Drat and double drat.
We had forgotten the most important lesson in gift-giving, especially when the gift is a living creature. The experts all agree -- you have to ask the recipient if they even want such a gift. Buck, kind as ever, was adamant. "No dog."
Thankfully, Danny and I were already so in love with the little guy, we took Buck's firm yet gracious refusal with good humor and headed for home, our newest family member sleeping peacefully all the way.
Apparently, LilBit was supposed to be ours all along. He already knows that the sound of the truck pulling into the driveway means Mama's home. He gives BooBoo Kitty, who is more tolerant of his presence day-by-day, a wide berth and by the time this column hits the press, will have had a change of heart, shall we say, about the birds and the bees.
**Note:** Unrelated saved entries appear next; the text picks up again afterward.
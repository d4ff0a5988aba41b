//! Draw detection logic.

use super::super::{Board, Cell};
use tracing::instrument;

/// Checks if every cell holds at least one piece.
///
/// Stack depth is irrelevant; a cell is full once occupied. A full board
/// with no winner is a draw.
#[instrument(skip(board))]
pub fn is_full(board: &Board) -> bool {
    Cell::ALL.iter().all(|cell| board.top(*cell).is_some())
}
//! Input targets, transition reports and recoverable errors.
//!
//! Every activation either succeeds with an [`Activation`] describing
//! what changed, or fails with a [`MoveError`] describing why nothing
//! (or only the selection) changed. Both are routine during play.

use super::{Cell, Location, PieceId, PieceInfo, Player};
use serde::{Deserialize, Serialize};

/// What a pointer activation resolved to.
#[derive(Debug, Clone, Copy, PartialEq, Eq, Hash, Serialize)]
pub enum Target {
    /// A piece, in a reserve or on top of a cell.
    Piece(PieceId),
    /// A board cell.
    Cell(Cell),
    /// Nothing the engine cares about.
    None,
}

/// State change produced by a successful activation.
#[derive(Debug, Clone, Copy, PartialEq, Eq, Serialize)]
pub enum Activation {
    /// A piece was picked up (or the selection switched to it).
    Selected {
        /// The selected piece.
        piece: PieceId,
        /// Where it was picked up from.
        from: Location,
    },
    /// A piece was put down and the turn passed.
    Placed {
        /// The piece that moved.
        piece: PieceId,
        /// Where it came from.
        from: Location,
        /// Where it landed.
        to: Cell,
    },
    /// The move completed a line for the mover.
    Won {
        /// The winner.
        player: Player,
        /// Destination of the winning move.
        to: Cell,
    },
    /// The move filled the board without a line.
    Drawn {
        /// Destination of the final move.
        to: Cell,
    },
}

/// Why a piece may not be selected.
#[derive(Debug, Clone, Copy, PartialEq, Eq, Serialize, Deserialize, derive_more::Display)]
pub enum SelectionRefusal {
    /// The piece belongs to the other player.
    #[display("it belongs to {}", _0)]
    NotOwned(Player),
    /// The piece is buried under a larger one.
    #[display("it is covered")]
    Covered,
}

/// Error that can occur when activating a target.
#[derive(Debug, Clone, PartialEq, Eq, derive_more::Display)]
pub enum MoveError {
    /// The target piece cannot be picked up by the player to move.
    #[display("{} cannot select piece {}: {}", player, piece, reason)]
    IllegalSelection {
        /// The player to move.
        player: Player,
        /// The refused piece.
        piece: PieceId,
        /// Why it was refused.
        reason: SelectionRefusal,
    },

    /// The destination's top piece is at least as large as the mover.
    #[display("Piece {} cannot be placed at {}", piece, to)]
    IllegalPlacement {
        /// The piece that was put back.
        piece: PieceId,
        /// The refused destination.
        to: Cell,
        /// The top piece that blocked it.
        blocker: PieceInfo,
    },

    /// A cell was activated with nothing selected.
    #[display("No piece selected for {}", _0)]
    NothingSelected(Cell),

    /// The activation resolved to nothing.
    #[display("Nothing to activate")]
    NoTarget,

    /// The game is already over.
    #[display("Game is already over")]
    GameOver,

    /// An invariant was violated (postcondition failure).
    #[display("Invariant violation: {}", _0)]
    InvariantViolation(String),
}

impl std::error::Error for MoveError {}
As he continues to settle in, nearly three weeks ours now, an eternity for a dog, LilBit has slowly revealed some of the secrets of his previous life. Although we have been gentle and patient, even in correcting bad behavior, LilBit still flinches if you reach for him. He has a tendency to hide, sometimes for hours at a time, and only recently ventured forth to his dinner dish while every other house member was present.
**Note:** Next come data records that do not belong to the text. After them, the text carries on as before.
use std::fmt::Write;

use crate::error::Result;
use crate::result::ComplianceCheck;
use crate::rules::Severity;

use super::{AdReport, OutputFormatter, Summary};

/// Color output mode for terminal display.
#[derive(Debug, Clone, Copy, PartialEq, Eq, Default)]
pub enum ColorMode {
    /// Auto-detect: use colors if stdout is a TTY and `NO_COLOR` is not set
    #[default]
    Auto,
    Always,
    Never,
}

/// ANSI color codes
mod ansi {
    pub const RED: &str = "\x1b[31m";
    pub const GREEN: &str = "\x1b[32m";
    pub const YELLOW: &str = "\x1b[33m";
    pub const CYAN: &str = "\x1b[36m";
    pub const RESET: &str = "\x1b[0m";
}

pub struct TextFormatter {
    use_colors: bool,
    verbose: u8,
}

impl TextFormatter {
    #[must_use]
    pub fn new(mode: ColorMode) -> Self {
        Self::with_verbose(mode, 0)
    }

    /// With `verbose >= 1` passed checks and passing ads are listed too.
    #[must_use]
    pub fn with_verbose(mode: ColorMode, verbose: u8) -> Self {
        Self {
            use_colors: Self::should_use_colors(mode),
            verbose,
        }
    }

    fn should_use_colors(mode: ColorMode) -> bool {
        match mode {
            ColorMode::Always => true,
            ColorMode::Never => false,
            ColorMode::Auto => {
                if std::env::var("NO_COLOR").is_ok() {
                    return false;
                }
                std::io::IsTerminal::is_terminal(&std::io::stdout())
            }
        }
    }

    fn colorize(&self, text: &str, color: &str) -> String {
        if !self.use_colors {
            return text.to_string();
        }
        format!("{color}{text}{}", ansi::RESET)
    }

    const fn severity_color(severity: Severity) -> &'static str {
        match severity {
            Severity::Error => ansi::RED,
            Severity::Warning => ansi::YELLOW,
            Severity::Info => ansi::CYAN,
        }
    }

    fn format_check(&self, check: &ComplianceCheck, output: &mut String) {
        if check.is_passed() {
            let mark = self.colorize("✓", ansi::GREEN);
            let _ = writeln!(output, "   {mark} {}: {}", check.id, check.message);
            return;
        }

        let severity = check.severity();
        let label = self.colorize(severity.as_str(), Self::severity_color(severity));
        let _ = writeln!(output, "   ✗ [{label}] {}: {}", check.id, check.message);
    }

    fn format_report(&self, report: &AdReport, output: &mut String) {
        let result = &report.result;
        let (icon, status) = if result.passed() {
            ("✓", self.colorize("PASSED", ansi::GREEN))
        } else {
            ("✗", self.colorize("FAILED", ansi::RED))
        };

        let _ = write!(output, "{icon} {status}: {}", report.path.display());
        if let Some(name) = &report.name {
            let _ = write!(output, " ({name})");
        }
        let _ = writeln!(output);
        let _ = writeln!(output, "   Score: {}/100", result.score());

        for check in result.checks() {
            if !check.is_passed() || self.verbose >= 1 {
                self.format_check(check, output);
            }
        }

        if !result.suggestions().is_empty() {
            let _ = writeln!(output, "   Suggestions:");
            for suggestion in result.suggestions() {
                let _ = writeln!(output, "     → {suggestion}");
            }
        }
    }

    fn format_summary(&self, summary: &Summary) -> String {
        let passed = self.colorize(&summary.passed.to_string(), ansi::GREEN);
        let failed = self.colorize(&summary.failed.to_string(), ansi::RED);
        format!(
            "Summary: {} ads checked, {passed} passed, {failed} failed, average score {}",
            summary.total, summary.average_score
        )
    }
}

impl Default for TextFormatter {
    fn default() -> Self {
        Self::new(ColorMode::Auto)
    }
}

impl OutputFormatter for TextFormatter {
    fn format(&self, reports: &[AdReport]) -> Result<String> {
        let mut output = String::new();

        // Failing ads first, then ads with non-blocking findings
        let (failed, passed): (Vec<_>, Vec<_>) =
            reports.iter().partition(|r| !r.result.passed());
        for report in &failed {
            self.format_report(report, &mut output);
            output.push('\n');
        }
        for report in &passed {
            let has_findings = report.result.failed_checks().next().is_some();
            if has_findings || self.verbose >= 1 {
                self.format_report(report, &mut output);
                output.push('\n');
            }
        }

        output.push_str(&self.format_summary(&Summary::from_reports(reports)));
        output.push('\n');
        Ok(output)
    }
}

#[cfg(test)]
#[path = "text_tests.rs"]
mod tests;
The most likely case is that someone in his previous life abused this little guy, although how they could is beyond me. Or perhaps, he is much, much younger than first thought and simply needs to learn these things. In either case he is vulnerable, in mind and spirit, and needful of gentle reassurance, a predictable routine, and most of all, love.
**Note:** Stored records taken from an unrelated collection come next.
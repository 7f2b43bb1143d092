use std::collections::HashSet;

use serde::{Deserialize, Serialize};

use super::color::{DEFAULT_BACKGROUND, Rgb};
use super::element::{AdElement, Rect};
use crate::{AdComplianceError, Result};

/// Banner format the ad is composed for.
#[derive(Debug, Clone, PartialEq, Eq, Serialize, Deserialize)]
pub struct Template {
    pub width: u32,
    pub height: u32,
    #[serde(default, skip_serializing_if = "Option::is_none")]
    pub category: Option<String>,
    #[serde(default, skip_serializing_if = "Option::is_none")]
    pub name: Option<String>,
}

impl Template {
    #[must_use]
    pub const fn new(width: u32, height: u32) -> Self {
        Self {
            width,
            height,
            category: None,
            name: None,
        }
    }

    #[must_use]
    pub fn canvas(&self) -> Rect {
        Rect::new(0.0, 0.0, f64::from(self.width), f64::from(self.height))
    }
}

/// Snapshot of an ad composition handed to the evaluator.
///
/// `elements` is required on the wire: a missing or `null` list is an input
/// error, never an empty ad.
#[derive(Debug, Clone, PartialEq, Serialize, Deserialize)]
pub struct Ad {
    #[serde(default, skip_serializing_if = "Option::is_none")]
    pub id: Option<String>,
    #[serde(default, skip_serializing_if = "Option::is_none")]
    pub name: Option<String>,
    pub template: Template,
    /// Canvas background as a hex color.
    #[serde(default, skip_serializing_if = "Option::is_none")]
    pub background: Option<String>,
    pub elements: Vec<AdElement>,
}

impl Ad {
    #[must_use]
    pub const fn new(template: Template, elements: Vec<AdElement>) -> Self {
        Self {
            id: None,
            name: None,
            template,
            background: None,
            elements,
        }
    }

    #[must_use]
    pub fn with_background(mut self, background: impl Into<String>) -> Self {
        self.background = Some(background.into());
        self
    }

    /// Parse an ad from its JSON wire form.
    ///
    /// # Errors
    /// Returns `InvalidAd` if the JSON does not describe an ad.
    pub fn from_json(input: &str) -> Result<Self> {
        serde_json::from_str(input).map_err(|e| AdComplianceError::InvalidAd(e.to_string()))
    }

    /// Canvas background, falling back to white when unset or unparseable.
    #[must_use]
    pub fn background_color(&self) -> Rgb {
        self.background
            .as_deref()
            .and_then(|c| Rgb::parse(c).ok())
            .unwrap_or(DEFAULT_BACKGROUND)
    }

    /// Structural checks that must hold before any rule runs.
    ///
    /// Style problems (bad colors, tiny fonts) are not structural; rules report those.
    ///
    /// # Errors
    /// Returns `InvalidAd` describing the first structural problem found.
    pub fn validate(&self) -> Result<()> {
        if self.template.width == 0 || self.template.height == 0 {
            return Err(AdComplianceError::InvalidAd(format!(
                "template size must be positive, got {}x{}",
                self.template.width, self.template.height
            )));
        }

        let mut seen = HashSet::with_capacity(self.elements.len());
        for element in &self.elements {
            if element.id.is_empty() {
                return Err(AdComplianceError::InvalidAd(
                    "element id cannot be empty".to_string(),
                ));
            }
            if !seen.insert(element.id.as_str()) {
                return Err(AdComplianceError::InvalidAd(format!(
                    "duplicate element id '{}'",
                    element.id
                )));
            }
            if !element.geometry.is_finite() {
                return Err(AdComplianceError::InvalidAd(format!(
                    "element '{}' has non-finite geometry",
                    element.id
                )));
            }
            if element.geometry.width < 0.0 || element.geometry.height < 0.0 {
                return Err(AdComplianceError::InvalidAd(format!(
                    "element '{}' has negative size",
                    element.id
                )));
            }
            if !(0.0..=1.0).contains(&element.opacity) {
                return Err(AdComplianceError::InvalidAd(format!(
                    "element '{}' opacity must be between 0 and 1, got {}",
                    element.id, element.opacity
                )));
            }
        }
        Ok(())
    }
}

#[cfg(test)]
#[path = "ad_tests.rs"]
mod tests;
When we first married, I knew little about how to properly care for animals though I knew very well how they ought not to ever be treated. Danny on the other hand, learned how animals ought to be treated at his mother's knee. She provided the absolute best for her four-legged critters, almost to a fault.
I'm looking forward to the days to come. It's a blessing for me to have something to mother again. Certainly LilBit will teach me patience, endurance, compassion and wisdom. That's what LilBits do. And while LilBit teaches me these things, he'll be learning what it means to fully trust someone he barely understands.
What little I know about what it is like to be a dog is easily eclipsed by the miniscule understanding dogs have about what it is like to be human. LilBit's understanding of what it is like to be a human is easily eclipsed by my miniscule understanding of what it is like to be God, though God knows fully and well what it is like to be human, having come to us fully human, experiencing every pain and every pleasure afforded us in this experience during his short sojourn here.
Dogs don't reason as humans do. LilBit and I do not spend long evenings in deep, meaningful conversations about the days of our lives, what we've learned, who we've loved, and where our dreams have led us, even if they led to dark dangers. Because he is a dog, he will never understand that the rules of the house are for his good and ours. But this is precisely what I've learned from God as he has spent the days of my life teaching me to trust him in all things; faithfully providing daily bread, safe refuge from the storms of life, comfort when my heart is broken, and the strength needed to chase today's dream, whatever it may be, wherever it may lead, always providing whatever is needful, even discipline, for my own good. And that which is impossible for LilBit, is infinitely possible with God as he invites each of us to those long evenings of deep, meaningful conversation.
"'Come now, let us reason together,'" says the Lord. "'Though your sins are like scarlet, they shall be white as snow; though they are red as crimson, they shall be like wool.'" Isaiah 1:18 (NIV)
I don't have all the answers, but I know, and love, the One who does. Let's walk in his love and discover him together.